| Your goal |
Using the records below, locate all lines containing "RefreshTokens" and return them.

| Given data |
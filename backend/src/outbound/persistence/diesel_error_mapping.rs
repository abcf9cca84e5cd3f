//! Classification of Diesel failures shared by the repositories.
//!
//! Each repository turns a [`StorageFailure`] into its own port error, so
//! the `DatabaseErrorKind` matching lives in one place.

use diesel::result::{DatabaseErrorKind, Error as DieselError};
use tracing::debug;

/// Storage-level outcome of a failed Diesel operation.
#[derive(Debug, Clone, PartialEq, Eq)]
pub(crate) enum StorageFailure {
    /// A unique constraint rejected the write.
    Unique,
    /// A `CHECK` or `NOT NULL` constraint rejected the write.
    Constraint(String),
    /// A referenced row does not exist.
    ForeignKey,
    /// The connection dropped mid-operation.
    Connection,
    /// Anything else.
    Query,
}

/// Log and classify a Diesel error.
pub(crate) fn classify_diesel_error(error: DieselError) -> StorageFailure {
    match &error {
        DieselError::DatabaseError(kind, info) => {
            debug!(
                ?kind,
                message = info.message(),
                constraint = info.constraint_name(),
                "diesel operation failed"
            );
        }
        _ => debug!(
            error_type = %std::any::type_name_of_val(&error),
            "diesel operation failed"
        ),
    }

    match error {
        DieselError::DatabaseError(DatabaseErrorKind::UniqueViolation, _) => StorageFailure::Unique,
        DieselError::DatabaseError(
            DatabaseErrorKind::CheckViolation | DatabaseErrorKind::NotNullViolation,
            info,
        ) => StorageFailure::Constraint(
            info.constraint_name()
                .or_else(|| info.column_name())
                .unwrap_or("constraint")
                .to_owned(),
        ),
        DieselError::DatabaseError(DatabaseErrorKind::ForeignKeyViolation, _) => {
            StorageFailure::ForeignKey
        }
        DieselError::DatabaseError(DatabaseErrorKind::ClosedConnection, _) => {
            StorageFailure::Connection
        }
        _ => StorageFailure::Query,
    }
}

#[cfg(test)]
mod tests {
    //! Regression coverage for Diesel error classification.
    use super::*;
    use diesel::result::DatabaseErrorInformation;
    use rstest::rstest;

    struct Info {
        constraint: Option<&'static str>,
    }

    impl DatabaseErrorInformation for Info {
        fn message(&self) -> &str {
            "violation"
        }
        fn details(&self) -> Option<&str> {
            None
        }
        fn hint(&self) -> Option<&str> {
            None
        }
        fn table_name(&self) -> Option<&str> {
            None
        }
        fn column_name(&self) -> Option<&str> {
            None
        }
        fn constraint_name(&self) -> Option<&str> {
            self.constraint
        }
        fn statement_position(&self) -> Option<i32> {
            None
        }
    }

    fn db_error(kind: DatabaseErrorKind, constraint: Option<&'static str>) -> DieselError {
        DieselError::DatabaseError(kind, Box::new(Info { constraint }))
    }

    #[rstest]
    #[case(db_error(DatabaseErrorKind::UniqueViolation, Some("users_username_key")), StorageFailure::Unique)]
    #[case(
        db_error(DatabaseErrorKind::CheckViolation, Some("recipes_instructions_min_length")),
        StorageFailure::Constraint("recipes_instructions_min_length".to_owned())
    )]
    #[case(
        db_error(DatabaseErrorKind::NotNullViolation, None),
        StorageFailure::Constraint("constraint".to_owned())
    )]
    #[case(db_error(DatabaseErrorKind::ForeignKeyViolation, None), StorageFailure::ForeignKey)]
    #[case(db_error(DatabaseErrorKind::ClosedConnection, None), StorageFailure::Connection)]
    #[case(DieselError::NotFound, StorageFailure::Query)]
    #[case(DieselError::RollbackTransaction, StorageFailure::Query)]
    fn classifies_database_errors(#[case] error: DieselError, #[case] expected: StorageFailure) {
        assert_eq!(classify_diesel_error(error), expected);
    }
}
use crate::entities::prelude::*;
use sea_orm_migration::prelude::*;
use sea_orm_migration::sea_orm::Schema;

#[derive(DeriveMigrationName)]
pub struct Migration;

/// Demo admin seeded for local environments and fixtures.
const DEMO_ADMIN_PHONE: &str = "9999999999";

#[async_trait::async_trait]
impl MigrationTrait for Migration {
    async fn up(&self, manager: &SchemaManager) -> Result<(), DbErr> {
        let backend = manager.get_database_backend();
        let schema = Schema::new(backend);

        manager
            .create_table(
                schema
                    .create_table_from_entity(Users)
                    .if_not_exists()
                    .to_owned(),
            )
            .await?;

        manager
            .create_table(
                schema
                    .create_table_from_entity(Mechanics)
                    .if_not_exists()
                    .to_owned(),
            )
            .await?;

        manager
            .create_table(
                schema
                    .create_table_from_entity(OtpCodes)
                    .if_not_exists()
                    .to_owned(),
            )
            .await?;

        manager
            .create_table(
                schema
                    .create_table_from_entity(RefreshTokens)
                    .if_not_exists()
                    .to_owned(),
            )
            .await?;

        manager
            .create_table(
                schema
                    .create_table_from_entity(RateLimits)
                    .if_not_exists()
                    .to_owned(),
            )
            .await?;

        let now = chrono::Utc::now().to_rfc3339();

        let insert = sea_orm_migration::sea_query::Query::insert()
            .into_table(Users)
            .columns([
                crate::entities::users::Column::Id,
                crate::entities::users::Column::Phone,
                crate::entities::users::Column::Role,
                crate::entities::users::Column::CreatedAt,
                crate::entities::users::Column::UpdatedAt,
            ])
            .values_panic([
                uuid::Uuid::new_v4().to_string().into(),
                DEMO_ADMIN_PHONE.into(),
                "ADMIN".into(),
                now.clone().into(),
                now.into(),
            ])
            .to_owned();

        manager.exec_stmt(insert).await?;

        Ok(())
    }

    async fn down(&self, manager: &SchemaManager) -> Result<(), DbErr> {
        manager
            .drop_table(Table::drop().table(RateLimits).to_owned())
            .await?;
        manager
            .drop_table(Table::drop().table(RefreshTokens).to_owned())
            .await?;
        manager
            .drop_table(Table::drop().table(OtpCodes).to_owned())
            .await?;
        manager
            .drop_table(Table::drop().table(Mechanics).to_owned())
            .await?;
        manager
            .drop_table(Table::drop().table(Users).to_owned())
            .await?;

        Ok(())
    }
}
use chrono::Duration;
use rand::Rng;
use thiserror::Error;
use tracing::{debug, info, warn};

use crate::config::AuthConfig;
use crate::db::Store;
use crate::entities::users::{self, Role};
use crate::services::token::TokenService;

/// Fixed code handed out when demo OTP mode is on.
const DEMO_OTP_CODE: &str = "123456";

#[derive(Debug, Error)]
pub enum SessionError {
    #[error("{0}")]
    Validation(String),

    #[error("Invalid or expired OTP")]
    InvalidOrExpiredOtp,

    #[error("Refresh token rejected")]
    RefreshRejected,

    #[error("Too many OTP requests, try again later")]
    RateLimited,

    #[error(transparent)]
    Internal(#[from] anyhow::Error),
}

/// A freshly minted session: both tokens plus the user they belong to.
#[derive(Debug, Clone)]
pub struct SessionTokens {
    pub access_token: String,
    pub refresh_token: String,
    pub user: users::Model,
}

#[derive(Clone)]
pub struct SessionService {
    store: Store,
    tokens: TokenService,
    otp_ttl: Duration,
    demo_otp: bool,
    throttle_max_attempts: i32,
    throttle_window: Duration,
}

impl SessionService {
    #[must_use]
    pub fn new(store: Store, tokens: TokenService, auth: &AuthConfig) -> Self {
        Self {
            store,
            tokens,
            otp_ttl: Duration::minutes(auth.otp_ttl_minutes),
            demo_otp: auth.demo_otp,
            throttle_max_attempts: auth.otp_throttle.max_attempts,
            throttle_window: Duration::seconds(auth.otp_throttle.window_seconds),
        }
    }

    /// Issue an OTP for the phone. Returns the code in demo mode so the
    /// caller can echo it; in production mode the code only travels out
    /// of band and `None` comes back.
    pub async fn request_otp(
        &self,
        phone: &str,
        role: Role,
    ) -> Result<Option<String>, SessionError> {
        let phone = normalize_phone(phone)?;

        let bucket = format!("otp:{phone}");
        let attempts = self
            .store
            .register_rate_limited_attempt(&bucket, self.throttle_window)
            .await?;

        if attempts > self.throttle_max_attempts {
            warn!(phone = %phone, attempts, "OTP request throttled");
            return Err(SessionError::RateLimited);
        }

        let code = if self.demo_otp {
            DEMO_OTP_CODE.to_string()
        } else {
            generate_otp_code()
        };

        self.store.save_otp(&phone, &code, role, self.otp_ttl).await?;

        info!(phone = %phone, role = %role, "OTP issued");

        if self.demo_otp {
            Ok(Some(code))
        } else {
            // Delivery hook (SMS gateway) goes here; out of band for now.
            Ok(None)
        }
    }

    /// Verify the code and open a session. First verification for an
    /// unknown phone creates the account with the role the OTP was
    /// requested for.
    pub async fn verify_otp(&self, phone: &str, code: &str) -> Result<SessionTokens, SessionError> {
        let phone = normalize_phone(phone)?;

        if code.len() != 6 || !code.chars().all(|c| c.is_ascii_digit()) {
            return Err(SessionError::Validation(
                "OTP must be a 6-digit code".to_string(),
            ));
        }

        let Some(role) = self.store.consume_otp(&phone, code).await? else {
            debug!(phone = %phone, "OTP verification failed");
            return Err(SessionError::InvalidOrExpiredOtp);
        };

        let user = self.store.find_or_create_user(&phone, role).await?;

        info!(user_id = %user.id, role = %user.role, "session opened");

        self.issue_session(&user).await
    }

    /// Rotate a refresh token: the presented token is spent exactly once
    /// and a new pair comes back. A replayed token fails the redeem and
    /// is rejected.
    pub async fn refresh(&self, raw_refresh: &str) -> Result<SessionTokens, SessionError> {
        let Some(claims) = self.tokens.verify_refresh_token(raw_refresh) else {
            return Err(SessionError::RefreshRejected);
        };

        let Some(user_id) = self.store.redeem_refresh_token(raw_refresh).await? else {
            warn!(user_id = %claims.sub, "refresh token replay or unknown token");
            return Err(SessionError::RefreshRejected);
        };

        if user_id != claims.sub {
            return Err(SessionError::RefreshRejected);
        }

        let Some(user) = self.store.get_user_by_id(&user_id).await? else {
            return Err(SessionError::RefreshRejected);
        };

        debug!(user_id = %user.id, "refresh token rotated");

        self.issue_session(&user).await
    }

    /// Drop the presented refresh token. Unknown tokens are a no-op, so
    /// logout never fails for an already-cleared session.
    pub async fn logout(&self, raw_refresh: &str) -> Result<(), SessionError> {
        self.store.revoke_refresh_token(raw_refresh).await?;
        Ok(())
    }

    async fn issue_session(&self, user: &users::Model) -> Result<SessionTokens, SessionError> {
        let access_token = self.tokens.issue_access_token(&user.id, user.role)?;
        let refresh_token = self.tokens.issue_refresh_token(&user.id)?;

        self.store
            .store_refresh_token(&user.id, &refresh_token, self.tokens.refresh_ttl())
            .await?;

        Ok(SessionTokens {
            access_token,
            refresh_token,
            user: user.clone(),
        })
    }
}

/// Strip separators, keep an optional leading `+`, and require 10 to 15
/// digits.
fn normalize_phone(raw: &str) -> Result<String, SessionError> {
    let trimmed: String = raw
        .chars()
        .filter(|c| !matches!(c, ' ' | '-' | '(' | ')'))
        .collect();

    let digits = trimmed.strip_prefix('+').unwrap_or(&trimmed);

    if digits.is_empty() || !digits.chars().all(|c| c.is_ascii_digit()) {
        return Err(SessionError::Validation(
            "Phone number must contain only digits".to_string(),
        ));
    }

    if !(10..=15).contains(&digits.len()) {
        return Err(SessionError::Validation(
            "Phone number must be 10 to 15 digits".to_string(),
        ));
    }

    Ok(trimmed)
}

fn generate_otp_code() -> String {
    let mut rng = rand::rng();
    (0..6).map(|_| rng.random_range(0..=9).to_string()).collect()
}

#[cfg(test)]
mod tests {
    use super::*;

    #[test]
    fn test_normalize_phone_strips_separators() {
        assert_eq!(normalize_phone("98765 43210").unwrap(), "9876543210");
        assert_eq!(normalize_phone("+91-98765-43210").unwrap(), "+919876543210");
    }

    #[test]
    fn test_normalize_phone_rejects_garbage() {
        assert!(normalize_phone("").is_err());
        assert!(normalize_phone("12345").is_err());
        assert!(normalize_phone("98765abc10").is_err());
        assert!(normalize_phone("1234567890123456").is_err());
    }

    #[test]
    fn test_generated_otp_is_six_digits() {
        for _ in 0..20 {
            let code = generate_otp_code();
            assert_eq!(code.len(), 6);
            assert!(code.chars().all(|c| c.is_ascii_digit()));
        }
    }
}
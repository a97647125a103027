use anyhow::{Context, Result};
use sea_orm::{ActiveModelTrait, ColumnTrait, DatabaseConnection, EntityTrait, QueryFilter, Set};

use crate::entities::users;
use crate::entities::users::Role;

pub struct UserRepository {
    conn: DatabaseConnection,
}

impl UserRepository {
    #[must_use]
    pub const fn new(conn: DatabaseConnection) -> Self {
        Self { conn }
    }

    pub async fn get_by_phone(&self, phone: &str) -> Result<Option<users::Model>> {
        users::Entity::find()
            .filter(users::Column::Phone.eq(phone))
            .one(&self.conn)
            .await
            .context("Failed to query user by phone")
    }

    pub async fn get_by_id(&self, id: &str) -> Result<Option<users::Model>> {
        users::Entity::find_by_id(id)
            .one(&self.conn)
            .await
            .context("Failed to query user by id")
    }

    /// Low-friction signup merged into login: the first successful OTP for
    /// an unknown phone silently provisions an account with the requested
    /// role.
    pub async fn find_or_create(&self, phone: &str, role: Role) -> Result<users::Model> {
        if let Some(user) = self.get_by_phone(phone).await? {
            return Ok(user);
        }

        let now = chrono::Utc::now().to_rfc3339();
        users::ActiveModel {
            id: Set(uuid::Uuid::new_v4().to_string()),
            phone: Set(phone.to_string()),
            role: Set(role),
            name: Set(None),
            created_at: Set(now.clone()),
            updated_at: Set(now),
        }
        .insert(&self.conn)
        .await
        .context("Failed to provision user")
    }
}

| Final answer |
                    .create_table_from_entity(RefreshTokens)
            .drop_table(Table::drop().table(RefreshTokens).to_owned())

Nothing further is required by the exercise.